- Location of Perry County, Missouri
- Coordinates: 37°48′17″N 89°59′26″W﻿ / ﻿37.80472°N 89.99056°W
- Country: United States
- State: Missouri
- County: Perry
- Township: Saline
- Elevation: 512 ft (156 m)
- Time zone: UTC-6 (Central (CST))
- • Summer (DST): UTC-5 (CDT)
- ZIP code: 63775
- Area code: 573
- FIPS code: 29-26945
- GNIS feature ID: 740869

= Giboney, Missouri =

Giboney was an unincorporated community in Saline Township in Perry County, Missouri, United States.

Giboney was situated just west of Brewer in Saline Township in the northwest part of Perry County, situated along the south Fork Saline Creek and state route NN. It was a station on the Saline Valley Line. The community may have been named for the railroad executive Louis Houck's wife, Mary H. Giboney.

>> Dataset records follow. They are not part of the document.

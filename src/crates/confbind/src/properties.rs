//! Ordered property tables and per-target option bags

use crate::configurer::SharedTarget;
use crate::error::AggregationError;
use crate::validation::ensure_option_and_value;
use serde::ser::{Serialize, SerializeMap, Serializer};
use std::collections::HashMap;
use std::fmt;
use std::hash::{Hash, Hasher};
use std::sync::Arc;

/// Insertion-ordered string table
///
/// Re-inserting an existing key replaces its value in place, so the first
/// insertion decides the position and the last one the value.
#[derive(Debug, Clone, Default, PartialEq, Eq)]
pub struct Properties {
    entries: Vec<(String, String)>,
    index: HashMap<String, usize>,
}

impl Properties {
    pub fn new() -> Self {
        Self::default()
    }

    /// Insert or overwrite, returning the previous value
    pub fn insert(&mut self, key: impl Into<String>, value: impl Into<String>) -> Option<String> {
        let key = key.into();
        let value = value.into();
        match self.index.get(&key) {
            Some(&pos) => Some(std::mem::replace(&mut self.entries[pos].1, value)),
            None => {
                self.index.insert(key.clone(), self.entries.len());
                self.entries.push((key, value));
                None
            }
        }
    }

    pub fn get(&self, key: &str) -> Option<&str> {
        self.index.get(key).map(|&pos| self.entries[pos].1.as_str())
    }

    /// Value for `key`, or `default` when absent
    pub fn get_or<'a>(&'a self, key: &str, default: &'a str) -> &'a str {
        self.get(key).unwrap_or(default)
    }

    pub fn contains_key(&self, key: &str) -> bool {
        self.index.contains_key(key)
    }

    /// Remove a key, keeping the order of the remaining entries
    pub fn remove(&mut self, key: &str) -> Option<String> {
        let pos = self.index.remove(key)?;
        let (_, value) = self.entries.remove(pos);
        for slot in self.index.values_mut() {
            if *slot > pos {
                *slot -= 1;
            }
        }
        Some(value)
    }

    pub fn len(&self) -> usize {
        self.entries.len()
    }

    pub fn is_empty(&self) -> bool {
        self.entries.is_empty()
    }

    pub fn iter(&self) -> impl Iterator<Item = (&str, &str)> {
        self.entries.iter().map(|(k, v)| (k.as_str(), v.as_str()))
    }

    pub fn keys(&self) -> impl Iterator<Item = &str> {
        self.entries.iter().map(|(k, _)| k.as_str())
    }

    /// Copy every entry of `other` into this table
    pub fn extend_from(&mut self, other: &Properties) {
        for (k, v) in other.iter() {
            self.insert(k, v);
        }
    }
}

impl<K: Into<String>, V: Into<String>> FromIterator<(K, V)> for Properties {
    fn from_iter<I: IntoIterator<Item = (K, V)>>(iter: I) -> Self {
        let mut props = Properties::new();
        for (k, v) in iter {
            props.insert(k, v);
        }
        props
    }
}

impl Serialize for Properties {
    fn serialize<S: Serializer>(&self, serializer: S) -> Result<S::Ok, S::Error> {
        let mut map = serializer.serialize_map(Some(self.entries.len()))?;
        for (k, v) in &self.entries {
            map.serialize_entry(k, v)?;
        }
        map.end()
    }
}

/// Identity of one option bag: a live target plus the key prefix it was found under
///
/// Targets compare by handle identity, not by value, so two distinct objects
/// of the same type get separate bags.
#[derive(Clone)]
pub struct PropertyOptionKey {
    target: SharedTarget,
    prefix: String,
}

impl PropertyOptionKey {
    pub fn new(target: SharedTarget, prefix: impl Into<String>) -> Self {
        Self {
            target,
            prefix: prefix.into(),
        }
    }

    pub fn target(&self) -> &SharedTarget {
        &self.target
    }

    pub fn prefix(&self) -> &str {
        &self.prefix
    }

    fn target_addr(&self) -> *const () {
        Arc::as_ptr(&self.target) as *const ()
    }
}

impl PartialEq for PropertyOptionKey {
    fn eq(&self, other: &Self) -> bool {
        self.target_addr() == other.target_addr() && self.prefix == other.prefix
    }
}

impl Eq for PropertyOptionKey {}

impl Hash for PropertyOptionKey {
    fn hash<H: Hasher>(&self, state: &mut H) {
        self.target_addr().hash(state);
        self.prefix.hash(state);
    }
}

impl fmt::Debug for PropertyOptionKey {
    fn fmt(&self, f: &mut fmt::Formatter<'_>) -> fmt::Result {
        f.debug_struct("PropertyOptionKey")
            .field("target", &self.target_addr())
            .field("prefix", &self.prefix)
            .finish()
    }
}

/// Insertion-ordered option name to value mapping for one target
///
/// Empty names and empty values are rejected on insert.
#[derive(Debug, Clone, Default, PartialEq, Eq)]
pub struct OptionsBag {
    options: Properties,
}

impl OptionsBag {
    pub fn new() -> Self {
        Self::default()
    }

    /// Insert an option, failing on an empty name or value
    pub fn insert(
        &mut self,
        option: impl Into<String>,
        value: impl Into<String>,
    ) -> Result<Option<String>, AggregationError> {
        let option = option.into();
        let value = value.into();
        ensure_option_and_value(&option, &option, &value)?;
        Ok(self.options.insert(option, value))
    }

    pub fn get(&self, option: &str) -> Option<&str> {
        self.options.get(option)
    }

    pub fn contains(&self, option: &str) -> bool {
        self.options.contains_key(option)
    }

    /// Remove an option once it has been applied
    pub fn remove(&mut self, option: &str) -> Option<String> {
        self.options.remove(option)
    }

    pub fn len(&self) -> usize {
        self.options.len()
    }

    pub fn is_empty(&self) -> bool {
        self.options.is_empty()
    }

    pub fn iter(&self) -> impl Iterator<Item = (&str, &str)> {
        self.options.iter()
    }

    /// Snapshot of the entries, used to iterate while removing
    pub fn entries(&self) -> Vec<(String, String)> {
        self.iter().map(|(k, v)| (k.to_string(), v.to_string())).collect()
    }
}

/// Aggregation output: one bag per target and prefix
pub type OptionBags = HashMap<PropertyOptionKey, OptionsBag>;

#[cfg(test)]
mod tests {
    use super::*;
    use crate::configurer::{shared, Configurable};

    struct Dummy;

    impl Configurable for Dummy {
        fn type_key(&self) -> &str {
            "dummy"
        }
    }

    #[test]
    fn test_properties_preserve_insertion_order() {
        let mut props = Properties::new();
        props.insert("b", "1");
        props.insert("a", "2");
        props.insert("c", "3");
        assert_eq!(props.keys().collect::<Vec<_>>(), vec!["b", "a", "c"]);
    }

    #[test]
    fn test_properties_overwrite_keeps_position() {
        let mut props = Properties::new();
        props.insert("x", "1");
        props.insert("y", "2");
        assert_eq!(props.insert("x", "3"), Some("1".to_string()));
        assert_eq!(props.iter().collect::<Vec<_>>(), vec![("x", "3"), ("y", "2")]);
    }

    #[test]
    fn test_properties_remove_reindexes() {
        let mut props: Properties = [("a", "1"), ("b", "2"), ("c", "3")].into_iter().collect();
        assert_eq!(props.remove("a"), Some("1".to_string()));
        assert_eq!(props.get("c"), Some("3"));
        assert_eq!(props.remove("missing"), None);
        props.insert("d", "4");
        assert_eq!(props.keys().collect::<Vec<_>>(), vec!["b", "c", "d"]);
        assert_eq!(props.get_or("zz", "fallback"), "fallback");
    }

    #[test]
    fn test_properties_serialize_in_order() {
        let props: Properties = [("z", "1"), ("a", "2")].into_iter().collect();
        assert_eq!(serde_json::to_string(&props).unwrap(), r#"{"z":"1","a":"2"}"#);
    }

    #[test]
    fn test_options_bag_rejects_empty() {
        let mut bag = OptionsBag::new();
        assert!(bag.insert("", "1").is_err());
        assert!(bag.insert("queueSize", "").is_err());
        assert!(bag.is_empty());
        assert_eq!(bag.insert("queueSize", "10").unwrap(), None);
        assert_eq!(bag.get("queueSize"), Some("10"));
    }

    #[test]
    fn test_option_key_identity() {
        let a = shared(Dummy);
        let b = shared(Dummy);

        let mut bags = OptionBags::new();
        bags.entry(PropertyOptionKey::new(a.clone(), "camel.component.dummy."))
            .or_default()
            .insert("x", "1")
            .unwrap();
        bags.entry(PropertyOptionKey::new(a.clone(), "camel.component.dummy."))
            .or_default()
            .insert("y", "2")
            .unwrap();
        bags.entry(PropertyOptionKey::new(b, "camel.component.dummy."))
            .or_default()
            .insert("x", "3")
            .unwrap();

        assert_eq!(bags.len(), 2);
        let key = PropertyOptionKey::new(a, "camel.component.dummy.");
        assert_eq!(bags[&key].len(), 2);
    }
}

The Giboney station on Old Lead Road was located between the Brewer and Minnith stations of the Cape Girardeau Northern Railway, which ran from Ancell (Cape Girardeau & Thebes Bridge Terminal) to Farmington. Louis Houck built the Cape Girardeau & Chester Railroad in 1905, later the Cape Girardeau Northern Railroad, but it floundered due to financial difficulties that led to bankruptcy. Service was limited to stations only in Cape Girardeau by circa 1925.

The village was situated approximately 26.5 miles from the Mississippi River.